I got up and poured us some coffee and got some sweetener and cream. We fixed our coffee. I stirred mine longer than was necessary. I said, “Have you tried to talk to John?”
“I have.”
“And what’s the sticking point?”
“He doesn’t like me.”
“Bullshit. What’s going on?”
“The queer stuff.”
“You’re both queer, Leonard.”
“Really? Well, that puts some things in perspective.”
“So, John feels guilty about being gay?”
“John’s brother hates him because he’s gay. He tells him he doesn’t have to be gay. He’s telling him God doesn’t want him gay.”
“Even if God made him that way?” I said. “Provided there was a God.”
“If there was one, and he made someone gay wouldn’t God his own goddamn self be responsible?” Leonard said.
“In my book, yes. But in the Christians’ book, that rascal can do no wrong. Someone survives a hurricane, it was God’s mercy. Someone drowns, it was God’s will. I don’t like him. He’s a bully.”
We touched fists. It’s a manly bonding thing.
“Or maybe,” Leonard said, “God is gay and it’s the rest of you people who are messed up and going to hell. You ever think about that? Maybe there’s another Bible out there that tells us to stone you guys and not to lie with women because it’s strange. It is, you know.”
“Brett and I like it.”
Leonard sipped some coffee. “You see, John is starting to feel he’s not supposed to be gay, and unlike us, on some level he believes that God stuff. He thinks he’s violated God’s law, so he’s going to church counseling to get straight.”
“Oh, for heaven’s sake.”
“That’s what he thinks. For heaven’s sake.”
“It’s a figure of speech.”
“I’ve tried to tell him that even if there is a God, the New Testament is the one to go by, and it’s not tough on us queers. It’s just the old mean version of God that gives us a hard time. Motherfucker in the Old Testament won’t even let us have a pork chop.”
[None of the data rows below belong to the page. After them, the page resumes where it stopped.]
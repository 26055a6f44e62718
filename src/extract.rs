use crate::config::{INTRODUCTION_TITLE, REDIRECT_MARKER, REDIRECT_SECTION_TITLE};
use crate::content::clean_section;
use crate::markup::{self, is_category_target, plain_text, visit_link_targets, Node};
use crate::models::{Article, ArticleType, ExtractedPage, Page, Section};
use rustc_hash::FxHashSet;

/// Turns one page's markup into an article row, its ordered sections, and the
/// categories it references.
pub fn extract(page: &Page) -> ExtractedPage {
    let nodes = markup::parse(&page.text);
    let categories = collect_categories(&nodes);

    let redirect_body = redirect_body(&page.text);
    let is_redirect = redirect_body.is_some();
    let (sections, redirect_target) = match redirect_body {
        Some(body) => (vec![redirect_section(body)], redirect_target(body)),
        None => (segment(&nodes), None),
    };

    ExtractedPage {
        article: Article {
            id: page.id,
            title: page.title.clone(),
            is_redirect,
            article_type: ArticleType::classify(is_redirect, !categories.is_empty()),
            redirect_target,
        },
        sections,
        categories,
    }
}

pub fn is_redirect(text: &str) -> bool {
    redirect_body(text).is_some()
}

/// Text following the redirect marker, if the page opens with one.
fn redirect_body(text: &str) -> Option<&str> {
    let trimmed = text.trim_start();
    let marker = trimmed.get(..REDIRECT_MARKER.len())?;
    if marker.eq_ignore_ascii_case(REDIRECT_MARKER) {
        Some(&trimmed[REDIRECT_MARKER.len()..])
    } else {
        None
    }
}

/// Full `Category:` link targets in document order, first occurrence wins.
pub fn collect_categories(nodes: &[Node<'_>]) -> Vec<String> {
    let mut seen = FxHashSet::default();
    let mut categories = Vec::new();
    visit_link_targets(nodes, &mut |target| {
        if is_category_target(target) && seen.insert(target) {
            categories.push(target.to_string());
        }
    });
    categories
}

/// The first non-category link after the marker. Later candidates are ignored.
fn redirect_target(body: &str) -> Option<String> {
    let mut target = None;
    visit_link_targets(&markup::parse(body), &mut |t| {
        if target.is_none() && !is_category_target(t) {
            target = Some(t.to_string());
        }
    });
    target
}

fn redirect_section(body: &str) -> Section {
    let cleaned = clean_section(body);
    let content = plain_text(&markup::parse(&cleaned.content)).trim().to_string();
    Section {
        order: 0,
        title: REDIRECT_SECTION_TITLE.to_string(),
        content,
        side_channel: cleaned.side_channel,
    }
}

/// Splits the node sequence at headings. A section is only emitted once it has
/// accumulated content, so a page opening with a heading has no introduction.
pub fn segment(nodes: &[Node<'_>]) -> Vec<Section> {
    let mut sections = Vec::new();
    let mut title = INTRODUCTION_TITLE.to_string();
    let mut buffer = String::new();
    let mut has_content = false;

    for node in nodes {
        match *node {
            Node::Heading { title: heading, .. } => {
                if has_content {
                    push_section(&mut sections, &title, &buffer);
                    buffer.clear();
                    has_content = false;
                }
                title = plain_text(&markup::parse(heading)).trim().to_string();
            }
            _ => {
                buffer.push_str(node.raw());
                has_content = true;
            }
        }
    }

    if has_content {
        push_section(&mut sections, &title, &buffer);
    }

    sections
}

fn push_section(sections: &mut Vec<Section>, title: &str, raw: &str) {
    let cleaned = clean_section(raw);
    sections.push(Section {
        order: sections.len() as u32,
        title: title.to_string(),
        content: cleaned.content,
        side_channel: cleaned.side_channel,
    });
}
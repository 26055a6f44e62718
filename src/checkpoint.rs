use crate::error::{IngestError, IngestResult};
use crate::models::PageId;
use rusqlite::{params, Connection, OptionalExtension};
use tracing::{debug, info};

/// Last page id consumed by the lineage, from the singleton checkpoint row.
pub fn load(conn: &Connection) -> IngestResult<Option<PageId>> {
    Ok(conn
        .query_row(
            "SELECT last_page_id FROM checkpoints WHERE id = 1",
            [],
            |row| row.get(0),
        )
        .optional()?)
}

/// Overwrites the checkpoint row. Durable once the enclosing transaction commits.
pub fn save(conn: &Connection, last_page_id: PageId) -> IngestResult<()> {
    conn.prepare_cached(
        "INSERT INTO checkpoints (id, last_page_id) VALUES (1, ?1)
         ON CONFLICT(id) DO UPDATE SET last_page_id = excluded.last_page_id",
    )?
    .execute(params![last_page_id])?;
    debug!(last_page_id, "Checkpoint written");
    Ok(())
}

/// Tracks consumed pages and reports when a checkpoint batch is due.
pub struct CheckpointManager {
    interval: u32,
    pending: u32,
    last_consumed: Option<PageId>,
}

impl CheckpointManager {
    pub fn new(interval: u32, resumed_from: Option<PageId>) -> IngestResult<Self> {
        if interval == 0 {
            return Err(IngestError::Config(
                "checkpoint interval must be at least 1".to_string(),
            ));
        }
        Ok(Self {
            interval,
            pending: 0,
            last_consumed: resumed_from,
        })
    }

    /// Records a consumed page (committed or skipped). Returns `true` when
    /// `interval` pages have accumulated since the last checkpoint.
    pub fn record(&mut self, id: PageId) -> bool {
        self.last_consumed = Some(id);
        self.pending += 1;
        self.pending >= self.interval
    }

    /// Called once the checkpoint has been committed.
    pub fn mark_saved(&mut self) {
        self.pending = 0;
    }

    pub fn pending(&self) -> u32 {
        self.pending
    }

    pub fn last_consumed(&self) -> Option<PageId> {
        self.last_consumed
    }

    pub fn interval(&self) -> u32 {
        self.interval
    }
}

/// Checks the store against the checkpoint before any page is read.
///
/// `last_article` is the highest article id physically present in the
/// lineage. Articles past the checkpoint, or articles with no checkpoint at
/// all, mean rows were committed that the checkpoint never recorded.
pub fn validate_resume(checkpoint: Option<PageId>, last_article: Option<PageId>) -> IngestResult<()> {
    match (checkpoint, last_article) {
        (None, Some(article)) => Err(IngestError::ResumeInconsistency(format!(
            "store holds articles up to {} but has no checkpoint",
            article
        ))),
        (Some(cp), Some(article)) if article > cp => Err(IngestError::ResumeInconsistency(
            format!(
                "last stored article {} is past checkpoint {}",
                article, cp
            ),
        )),
        (Some(cp), _) => {
            info!(checkpoint = cp, last_article = ?last_article, "Resuming from checkpoint");
            Ok(())
        }
        (None, None) => Ok(()),
    }
}

/// The first page read after skip-ahead must lie strictly past the checkpoint.
pub fn validate_next_page(checkpoint: Option<PageId>, next: PageId) -> IngestResult<()> {
    match checkpoint {
        Some(cp) if next <= cp => Err(IngestError::ResumeInconsistency(format!(
            "next page {} is not past checkpoint {}",
            next, cp
        ))),
        _ => Ok(()),
    }
}
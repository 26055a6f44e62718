//! Integration tests for the Ariadne ingestion pipeline.
//!
//! These tests drive [`pipeline::run_ingest`] end to end, from a BZ2-compressed
//! XML dump to shard files on disk, and then inspect the shards with plain SQL:
//!
//! - **Extraction** -- article rows, sections, categories, side channel, redirects
//! - **Resumability** -- checkpoints, skip-ahead, idempotent reruns
//! - **Rollover** -- contiguous ordinals, sealing, checkpoint carry-over
//! - **Validation** -- inconsistent stores refuse to resume
//!
//! ## Key Patterns
//!
//! - **Fixture creation**: `create_bz2_xml(xml)` writes a temp `.xml.bz2` file
//! - **Isolation**: each test gets its own `TempDir` as the output directory
//! - **Inspection**: shards are opened read-only through `rusqlite` after the run

use ariadne::checkpoint;
use ariadne::error::IngestError;
use ariadne::pipeline::{self, IngestOptions};
use ariadne::shard;
use bzip2::write::BzEncoder;
use bzip2::Compression;
use rusqlite::{params, Connection, OpenFlags};
use std::io::Write;
use std::path::Path;
use tempfile::{NamedTempFile, TempDir};

/// Helper: create a BZ2-compressed XML file from a string. The `.xml.bz2`
/// suffix is what routes the reader through the decompressor.
fn create_bz2_xml(xml: &str) -> NamedTempFile {
    let mut encoder = BzEncoder::new(Vec::new(), Compression::fast());
    encoder.write_all(xml.as_bytes()).unwrap();
    let compressed = encoder.finish().unwrap();

    let mut tmp = tempfile::Builder::new()
        .suffix(".xml.bz2")
        .tempfile()
        .unwrap();
    tmp.write_all(&compressed).unwrap();
    tmp.flush().unwrap();
    tmp
}

fn page_xml(id: u32, title: &str, text: &str) -> String {
    format!(
        "  <page>\n    <title>{}</title>\n    <ns>0</ns>\n    <id>{}</id>\n    <revision>\n      \
         <id>{}</id>\n      <contributor><username>Editor</username><id>7</id></contributor>\n      \
         <text xml:space=\"preserve\">{}</text>\n    </revision>\n  </page>\n",
        title,
        id,
        id + 100_000,
        text
    )
}

fn dump(pages: &[String]) -> String {
    let mut xml = String::from(
        "<mediawiki xmlns=\"http://www.mediawiki.org/xml/export-0.10/\">\n  <siteinfo>\n    \
         <sitename>Wikipedia</sitename>\n  </siteinfo>\n",
    );
    for page in pages {
        xml.push_str(page);
    }
    xml.push_str("</mediawiki>\n");
    xml
}

/// Pages `1..=n`, each a short article with one category.
fn numbered_dump(n: u32) -> String {
    let pages: Vec<String> = (1..=n)
        .map(|id| {
            page_xml(
                id,
                &format!("Page {}", id),
                &format!("Body of page {}.\n[[Category:Numbered]]", id),
            )
        })
        .collect();
    dump(&pages)
}

/// A small dump with an article, a redirect, and an empty page.
fn sample_xml() -> String {
    let rust = "{{Infobox programming language\n| name = Rust\n| paradigm = Multi-paradigm\n}}\n\
                '''Rust''' is a [[programming language]].&lt;ref&gt;Citation&lt;/ref&gt;\n\
                == History ==\nStarted at [[Mozilla]].\n\
                {| class=&quot;wikitable&quot;\n! Version !! Year\n|-\n| 1.0 || 2015\n|}\n\
                == See also ==\n* [[Python (programming language)]]\n\
                [[File:Rust logo.svg|thumb|The [[logo]]]]\n\
                [[Category:Programming languages]]\n[[Category:Mozilla]]";
    dump(&[
        page_xml(10, "Rust (programming language)", rust),
        page_xml(12, "Rust", "#REDIRECT [[Rust (programming language)]]"),
        page_xml(15, "Empty", ""),
        page_xml(
            20,
            "Python (programming language)",
            "Python is a language.\n[[Category:Programming languages]]",
        ),
    ])
}

fn options(input: &NamedTempFile, output: &TempDir) -> IngestOptions {
    IngestOptions::new(input.path(), output.path())
}

fn open_shard(dir: &Path, ordinal: u32) -> Connection {
    Connection::open_with_flags(
        shard::shard_path(dir, ordinal),
        OpenFlags::SQLITE_OPEN_READ_ONLY,
    )
    .unwrap()
}

fn count(conn: &Connection, sql: &str) -> u64 {
    conn.query_row(sql, [], |row| row.get::<_, i64>(0)).unwrap() as u64
}

fn total_articles(dir: &Path) -> u64 {
    shard::list_shards(dir)
        .unwrap()
        .iter()
        .map(|s| s.article_count)
        .sum()
}

fn lineage_checkpoint(dir: &Path) -> Option<u32> {
    shard::list_shards(dir).unwrap().last().and_then(|s| s.checkpoint)
}

// ============================================================================
// Extraction
// ============================================================================

#[test]
fn test_ingest_writes_articles() {
    let input = create_bz2_xml(&sample_xml());
    let output = TempDir::new().unwrap();

    let stats = pipeline::run_ingest(&options(&input, &output)).unwrap();
    assert_eq!(stats.pages_committed, 3);
    assert_eq!(stats.skipped_empty, 1);
    assert_eq!(stats.redirects, 1);
    assert_eq!(stats.last_page_id, Some(20));

    let conn = open_shard(output.path(), 0);
    assert_eq!(count(&conn, "SELECT COUNT(*) FROM articles"), 3);
    assert_eq!(
        count(&conn, "SELECT COUNT(*) FROM articles WHERE article_id = 15"),
        0
    );

    let (title, kind, is_redirect): (String, String, bool) = conn
        .query_row(
            "SELECT title, type, is_redirect FROM articles WHERE article_id = 10",
            [],
            |row| Ok((row.get(0)?, row.get(1)?, row.get(2)?)),
        )
        .unwrap();
    assert_eq!(title, "Rust (programming language)");
    assert_eq!(kind, "categories");
    assert!(!is_redirect);
}

#[test]
fn test_sections_and_side_channel() {
    let input = create_bz2_xml(&sample_xml());
    let output = TempDir::new().unwrap();
    pipeline::run_ingest(&options(&input, &output)).unwrap();

    let conn = open_shard(output.path(), 0);
    let mut stmt = conn
        .prepare(
            "SELECT section_order, section_title, section_content, structured_side_channel
             FROM article_sections WHERE article_id = 10 ORDER BY section_order",
        )
        .unwrap();
    let sections: Vec<(u32, String, String, String)> = stmt
        .query_map([], |row| {
            Ok((row.get(0)?, row.get(1)?, row.get(2)?, row.get(3)?))
        })
        .unwrap()
        .map(|r| r.unwrap())
        .collect();

    let titles: Vec<&str> = sections.iter().map(|s| s.1.as_str()).collect();
    assert_eq!(titles, vec!["Introduction", "History", "See also"]);
    let orders: Vec<u32> = sections.iter().map(|s| s.0).collect();
    assert_eq!(orders, vec![0, 1, 2]);

    let intro = &sections[0];
    assert!(intro.2.contains("'''Rust''' is a"));
    assert!(!intro.2.contains("Infobox"));
    assert!(!intro.2.contains("Citation"));
    let intro_side: serde_json::Value = serde_json::from_str(&intro.3).unwrap();
    assert_eq!(intro_side["infoboxes"][0]["fields"]["name"], "Rust");

    let history = &sections[1];
    assert!(history.2.contains("Mozilla"));
    assert!(!history.2.contains("wikitable"));
    let history_side: serde_json::Value = serde_json::from_str(&history.3).unwrap();
    assert_eq!(history_side["wikitables"][0]["headers"][0], "Version");
    assert_eq!(history_side["wikitables"][0]["rows"][0]["Year"], "2015");

    let see_also = &sections[2];
    assert!(see_also.2.contains("Python (programming language)"));
    assert!(!see_also.2.contains("Rust logo"));
}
“God must have finally got laid between the Old and the New Testament,” I said. “’Cause between those two books, he sure mellowed out.”
“Who’d he lay, male or female?”
“Either … Look, Leonard, I’m sorry about John.”
“Not half as sorry as I am. I’ve called him, I wrote him a letter. I even did an e-mail from one of the hotels on my laptop.”
“You got a laptop?”
“John bought it for me. At home I even got a printer and some paper to print out on.”
“You are so cosmopolitan.”
“Tell me about it. But the thing is, he’s going to take these classes so
he can tell his brain and his dick that he’s been confused and he likes women. I can’t think of anything yuckier than learning to like that old pink snapper.… No disrespect to you and Brett.”
“I get your point. You want me to talk to him?”
“I don’t know. I thought about that, thought about asking you. But it won’t matter. He thinks he’s on the road to hell and wang and butt hole are no longer on the smorgasbord.”
“Leonard, thy middle name is romance. You and Tanedrue, you should get together, write a book on courting. Look here, you’re not staying in any motel. You’ll park your happy ass on the couch tonight.”